With home prices and mortgage rates at their lows, it seems like the perfect market for young people to buy. What’s holding these young families from buying a home is they are still paying off their student loans. The consumer Financial Protection Bureau says U.S. students have amassed $1.1 trillion in load debt- double what it was in 2007 and greater than any other consumer debt not tied to a mortgage.

This effects the market overall because we will see a decrease in the number of first-time home buyers. First time home buyers usually make up more than 40% of the market, during the recovery this number has dropped to below 30% (National Association of Realtors). Many of these young families and students are forced to rent or move back in with their parents.

Most young adults face up to $100,000 in student loan debt. An estimated 1/3 of student loan borrows are late on their debt payments, according to the Federal Reserve report. This will affect their credit score, and their future mortgages. Many of the jobs that highly educated young adults are coming out with after their education, are working minimum wage jobs. The Center for College Affordability and Productivity reports that almost 50% of the college graduates from class of 2010 are in jobs that don’t require a bachelors degree, while 38% are in jobs that don’t even require a high school education. 

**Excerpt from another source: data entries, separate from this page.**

#![deny(
    trivial_numeric_casts,
    missing_docs,
    unsafe_code,
    unstable_features,
    unused_import_braces,
    unused_qualifications,
    unused_extern_crates,
    unused_results
)]
#![warn(rust_2021_compatibility, unreachable_pub)]

//! The enrichment dispatcher and its collaborators: the decoded payload
//! model, the failure-record model, the enrichment registry, and the narrow
//! traits through which external enrichment logic is consumed.

use std::{
    collections::HashMap,
    path::{Path, PathBuf},
    sync::Arc,
};

use arc_swap::ArcSwap;
use chrono::{DateTime, Utc};
use event::EnrichedEvent;
use serde::Serialize;

pub mod badrow;
pub mod dispatcher;
pub mod passthrough;

/// All the errors of this crate.
#[derive(thiserror::Error, Debug)]
#[non_exhaustive]
pub enum Error {
    /// Two enrichments with the same name were configured.
    #[error("duplicate enrichment '{enrichment}'")]
    DuplicateEnrichment {
        /// The enrichment name.
        enrichment: String,
    },
}

/// Identity of the enrichment processor, stamped on every event (`v_etl`)
/// and every failure record.
#[derive(Debug, Clone, PartialEq, Eq, Serialize)]
pub struct ProcessorId {
    /// The artifact name.
    pub name: String,
    /// The artifact version.
    pub version: String,
}

impl ProcessorId {
    /// Creates a processor identity.
    pub fn new(name: &str, version: &str) -> Self {
        Self {
            name: name.into(),
            version: version.into(),
        }
    }

    /// The `name-version` tag written to the `v_etl` field.
    pub fn tag(&self) -> String {
        format!("{}-{}", self.name, self.version)
    }
}

/// The decoded, structured form of one raw record: zero-or-more logical
/// events plus contextual metadata.
#[derive(Debug, Clone, Default)]
pub struct CollectorPayload {
    /// Timestamp stamped by the collector.
    pub collector_tstamp: Option<DateTime<Utc>>,
    /// Source IP of the tracked device.
    pub source_ip: Option<String>,
    /// User agent of the tracked device.
    pub useragent: Option<String>,
    /// Raw collector headers.
    pub headers: Vec<String>,
    /// The logical events, each a partially-populated seed of the canonical
    /// event.
    pub events: Vec<EnrichedEvent>,
}

/// A decode failure, carrying the messages for the resulting
/// `cpformat-violation` failure record.
#[derive(Debug, Clone)]
pub struct DecodeFailure {
    /// The failure messages.
    pub messages: Vec<String>,
}

/// The collector payload binary decoder.
pub trait Decoder: Send + Sync {
    /// Decodes one raw record. `Ok(None)` means a recognized payload that
    /// carries no events.
    fn decode(&self, bytes: &[u8]) -> Result<Option<CollectorPayload>, DecodeFailure>;
}

/// The schema registry client used for validation.
pub trait SchemaClient: Send + Sync {
    /// Validates one self-describing JSON value against its schema.
    fn validate(&self, json: &serde_json::Value, schema_key: &str) -> Result<(), Vec<String>>;
}

/// The capability set every enrichment exposes.
pub trait Enrichment: Send + Sync {
    /// The unique name of the enrichment.
    fn name(&self) -> &str;

    /// URIs of the remote files this enrichment needs, if any.
    fn asset_uris(&self) -> Vec<String> {
        vec![]
    }

    /// Applies the enrichment to one event, mutating it in place. On
    /// success, returns the self-describing contexts to attach; on failure,
    /// returns one or more failure messages.
    fn apply(&self, registry: &Registry, event: &mut EnrichedEvent) -> Result<Vec<serde_json::Value>, Vec<String>>;
}

/// The canonical PII-split rule: given an enriched event, derive
/// zero-or-one event carrying the personally-identifying fields.
pub trait PiiExtractor: Send + Sync {
    /// Derives the PII event, when the source event carries any PII field.
    fn extract(&self, event: &EnrichedEvent) -> Option<EnrichedEvent>;
}

/// The asset state: a mapping from `(enrichment-name, asset-URI)` to the
/// installed local file path.
pub type AssetMap = HashMap<(String, String), PathBuf>;

/// An immutable snapshot of the configured enrichments, their installed
/// asset files, and the shared schema client.
///
/// Snapshots are swapped atomically by the asset manager; a dispatch call
/// reads the reference exactly once, so every lookup within one call
/// resolves from the same snapshot.
pub struct Registry {
    enrichments: Vec<Arc<dyn Enrichment>>,
    assets: AssetMap,
    schema_client: Arc<dyn SchemaClient>,
}

impl Registry {
    /// Builds a snapshot, rejecting duplicate enrichment names.
    pub fn new(
        enrichments: Vec<Arc<dyn Enrichment>>,
        assets: AssetMap,
        schema_client: Arc<dyn SchemaClient>,
    ) -> Result<Self, Error> {
        let mut seen = std::collections::HashSet::new();
        for enrichment in &enrichments {
            if !seen.insert(enrichment.name().to_string()) {
                return Err(Error::DuplicateEnrichment {
                    enrichment: enrichment.name().to_string(),
                });
            }
        }
        Ok(Self {
            enrichments,
            assets,
            schema_client,
        })
    }

    /// The enrichments, in chain order.
    pub fn enrichments(&self) -> &[Arc<dyn Enrichment>] {
        &self.enrichments
    }

    /// Looks an enrichment up by name.
    pub fn by_name(&self, name: &str) -> Option<&Arc<dyn Enrichment>> {
        self.enrichments.iter().find(|e| e.name() == name)
    }

    /// The installed local path of one asset.
    pub fn asset_path(&self, enrichment: &str, uri: &str) -> Option<&Path> {
        self.assets
            .get(&(enrichment.to_string(), uri.to_string()))
            .map(PathBuf::as_path)
    }

    /// The shared schema client.
    pub fn schema_client(&self) -> &Arc<dyn SchemaClient> {
        &self.schema_client
    }
}

/// The shared, atomically-swappable registry reference.
pub type SharedRegistry = Arc<ArcSwap<Registry>>;

/// Wraps an initial snapshot into the shared reference.
pub fn shared_registry(registry: Registry) -> SharedRegistry {
    Arc::new(ArcSwap::from_pointee(registry))
}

Now, the Federal Reserve Bank of New York has found evidence that student loan debt may prevent a large chuck of an entire generation of college graduates from securing a mortgage and owning a home. Bloomberg, report that 2/3 of student loans are held by Americans under age 40. From the third quarter of 2012 to the fourth quarter, the number of people in that age group who own homes fell by 4.6%, the steepest drop since 1982.